Bushfires and lynch mobs – Woolly Days article

The blog “Woolly Days”, written by Derek Barry, has just published an article about the way the media and police have stirred up hatred against the people accused of arson in relation to the recent Victorian bushfires, saying that “the presumption of innocence is a sick joke. Within hours of being charged, he [Brendan Sokaluk, the most well-known of the accused] was viciously attacked in the media and in social network sites to the point where some have questioned whether he is capable of getting a fair trial.

In response to a comment asking what the approach should have been, I responded:

I’d go deeper than Duncan, and ask “what long-term strategy could people who oppose this sort of lynch-mobbing adopt to make that behaviour less rewarding for the media and police?”

Which is a mouthful, I know, but it’s the only possible way IMO to come up with a strategy that doesn’t just mean we want people in the media to act against the interests of their employers, which is unlikely.

The only way this sort of behaviour would stop, or become less prevalent, is if it appealed to fewer people. Is it possible, for instance, to somehow confront school students, in a systematic way, with the effects of this mob mentality, perhaps in a similar way to Jane Elliot’s “Blue Eyes, Brown Eyes” exercise?

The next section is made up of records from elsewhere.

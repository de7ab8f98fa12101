#![forbid(unsafe_code)]

//! # audittrail 🐾
//!
//! An async audit-trail pipeline: structured entries flow through an
//! optional retry wrapper and a bounded worker queue on their way to a
//! terminal sink, picking up HTTP and network/GeoIP context along the way.
//!
//! ## Pipeline shape
//!
//! - **Entry** — the record being audited (idempotency id, actor, action,
//!   module, correlation/causation ids, auth method, free-form details,
//!   occurred-at timestamp).
//! - **Sink** — the uniform contract every stage implements
//!   (`log`/`close`/`closed_signal`/`is_closed`).
//! - **AsyncQueue** — a bounded, multi-worker buffer in front of a
//!   downstream sink, with strict close-drain semantics.
//! - **RetrySink** — retries downstream failures per a pluggable
//!   [`strategy::RetryStrategy`] (exponential backoff or circuit breaker).
//! - **Decorators** — attach HTTP and network/GeoIP context to each entry
//!   before it reaches a terminal sink.
//! - **Terminal sinks** — `DiscardSink`, `MemorySink`, `FileSink` here;
//!   `audittrail-elastic`/`audittrail-kafka` provide bring-your-own-client
//!   Elasticsearch and Kafka sinks.
//!
//! ## Quick start
//!
//! ```rust
//! use std::sync::Arc;
//! use std::time::Duration;
//! use audittrail::{
//!     AsyncQueue, CircuitBreaker, Context, Entry, ExponentialBackoff, MemorySink, RetryStrategy,
//!     RetrySink, Sink,
//! };
//!
//! # #[tokio::main]
//! # async fn main() -> Result<(), Box<dyn std::error::Error>> {
//! let downstream: Arc<dyn Sink> = Arc::new(MemorySink::new());
//!
//! let backoff = ExponentialBackoff::builder()
//!     .base(Duration::from_millis(50))
//!     .max(Duration::from_secs(5))
//!     .build()?;
//! let strategy: Arc<dyn RetryStrategy> = Arc::new(backoff);
//! let retry = Arc::new(RetrySink::builder().build(strategy, downstream)?);
//!
//! let queue = AsyncQueue::builder().workers(4).buffer(256).build(retry)?;
//!
//! let entry = Entry::builder("user-42", "login", "session").build()?;
//! queue.log(&Context::new(), entry).await?;
//! queue.close().await?;
//! # Ok(())
//! # }
//! ```

mod clock;
mod decorators;
mod entry;
mod error;
mod geoip;
mod queue;
mod retry;
mod sink;
mod sinks;
mod sleeper;
mod strategy;

pub use clock::{Clock, ManualClock, MonotonicClock};
pub use decorators::http::HttpDecorator;
pub use decorators::network::NetworkDecorator;
pub use entry::{Entry, EntryBuilder, GeoIpRecord, HttpDetails, NetworkDetails};
pub use error::{ConfigError, ResolverError, SinkError};
pub use geoip::{
    write_if_empty, CachedGeoIpResolver, CachedGeoIpResolverBuilder, ChainResolver, DatabaseHandler,
    GeoIpResolver,
};
pub use queue::{AsyncQueue, QueueBuilder};
pub use retry::{RetrySink, RetrySinkBuilder};
pub use sink::{ClosedSignal, Context, Sink};
pub use sinks::discard::DiscardSink;
pub use sinks::file::FileSink;
pub use sinks::memory::MemorySink;
pub use sleeper::{InstantSleeper, Sleeper, TokioSleeper, TrackingSleeper};
pub use strategy::{
    CircuitBreaker, CircuitBreakerBuilder, ExponentialBackoff, ExponentialBackoffBuilder,
    RetryStrategy,
};

pub mod prelude;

I think that even if every arsonist is guilty as hell, there are plenty of fires that had no arson involved, and getting people worked up lets them identify “evil” people and have a good old hate, but avoids the hard questions about what bushfire policy should be, as was debated here in the article “Australia’s Bushfires – both trees and people suffer from green policies”.

Anyone who’d like to see a revolution survive has a vested interest in asking how reactionary propaganda aimed at encouraging people to boil over with anger might be stopped, I think.

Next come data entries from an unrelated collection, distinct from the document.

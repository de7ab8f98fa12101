//! Kafka-backed terminal sink for `audittrail`.
//! Bring your own `rdkafka::producer::FutureProducer`; entries are sent as
//! JSON payloads, keyed by module so a given module's entries land on a
//! single partition and preserve order.
//!
//! Gated behind the `client` feature so crates that don't need Kafka
//! aren't forced to build `rdkafka`.

#[cfg(feature = "client")]
mod sink {
    use async_trait::async_trait;
    use audittrail::{ClosedSignal, Context, Entry, Sink, SinkError};
    use rdkafka::producer::{FutureProducer, FutureRecord};
    use std::sync::atomic::{AtomicBool, Ordering};
    use std::time::Duration;
    use tokio::sync::watch;

    pub struct StreamSink {
        topic: String,
        producer: FutureProducer,
        closed: AtomicBool,
        closed_tx: watch::Sender<bool>,
        closed_rx: watch::Receiver<bool>,
    }

    impl StreamSink {
        /// Create a sink with an existing Kafka producer and target topic.
        pub fn new(producer: FutureProducer, topic: impl Into<String>) -> Result<Self, String> {
            let topic = topic.into();
            if topic.is_empty() {
                return Err("topic name cannot be empty".to_string());
            }
            let (closed_tx, closed_rx) = watch::channel(false);
            Ok(Self { topic, producer, closed: AtomicBool::new(false), closed_tx, closed_rx })
        }
    }

    #[async_trait]
    impl Sink for StreamSink {
        async fn log(&self, _ctx: &Context, entry: Entry) -> Result<(), SinkError> {
            if self.closed.load(Ordering::Acquire) {
                return Err(SinkError::Closed);
            }

            let key = entry.module.clone();
            let payload = serde_json::to_vec(&entry)
                .map_err(|e| SinkError::Dispatch(format!("failed to encode entry: {}", e)))?;

            let record = FutureRecord::to(&self.topic).payload(&payload).key(&key);
            self.producer.send(record, Duration::from_secs(5)).await.map_err(|(e, _)| {
                tracing::error!(topic = %self.topic, error = %e, "failed to publish audit entry to kafka");
                SinkError::Dispatch(e.to_string())
            })?;

            Ok(())
        }

        async fn close(&self) -> Result<(), SinkError> {
            if !self.closed.swap(true, Ordering::AcqRel) {
                let _ = self.closed_tx.send(true);
            }
            Ok(())
        }

        fn closed_signal(&self) -> ClosedSignal {
            ClosedSignal::new(self.closed_rx.clone())
        }

        fn is_closed(&self) -> bool {
            self.closed.load(Ordering::Acquire)
        }
    }
}

#[cfg(feature = "client")]
pub use sink::StreamSink;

2 Responses to “Bushfires and lynch mobs – Woolly Days article”

  1. 1 Arthur

    Its interest ing that the comprehensive wikipedia page linked above has only the briefest possible mention of the prescribed burning issue and significantly more on global warming as a cause.The discussion page sheds some light on this as sections on Causes and Global Warming indicate strong push to inappropriately highlight Global Warming by some with other editors successfully resisting and keeping it to reasonably straight report of relevant public statements.As far as I can make out they simply haven’t noticed the extensive public concern about inadequate prescribed burning.There is also a separate page on Bushfire which could do with a more detailed explanation of prescribed burning.BTW browsing through wikipedia discussion pages provides a fascinating glimpse of the problems that arise and solutions found to collective management of complex large scale projects composed of numerous smaller subprojects with conflicting interests etc.Thoroughly understanding how wikipedia works (and doesn’t work) is useful for both contributing there and for insight into how transforming the whole economy to collective management could be approached.

  2. 2 jim sharp

    it looks as if my post was moderated again
    so i try again
    dalec has been saying this for years, but it wud seem folk here are so isolated in their belfries & twitters, that they hear nowt but thmsleves
    dalec told an audience of 1000 in the green tent at the woodfor folk fetival a few years ago. “that the Eucalypt is a fire weed that shud be exterminated!”
    they screamed blue murder, but then he’s a tough owd bastard & it rolled of him like water off a ducks back!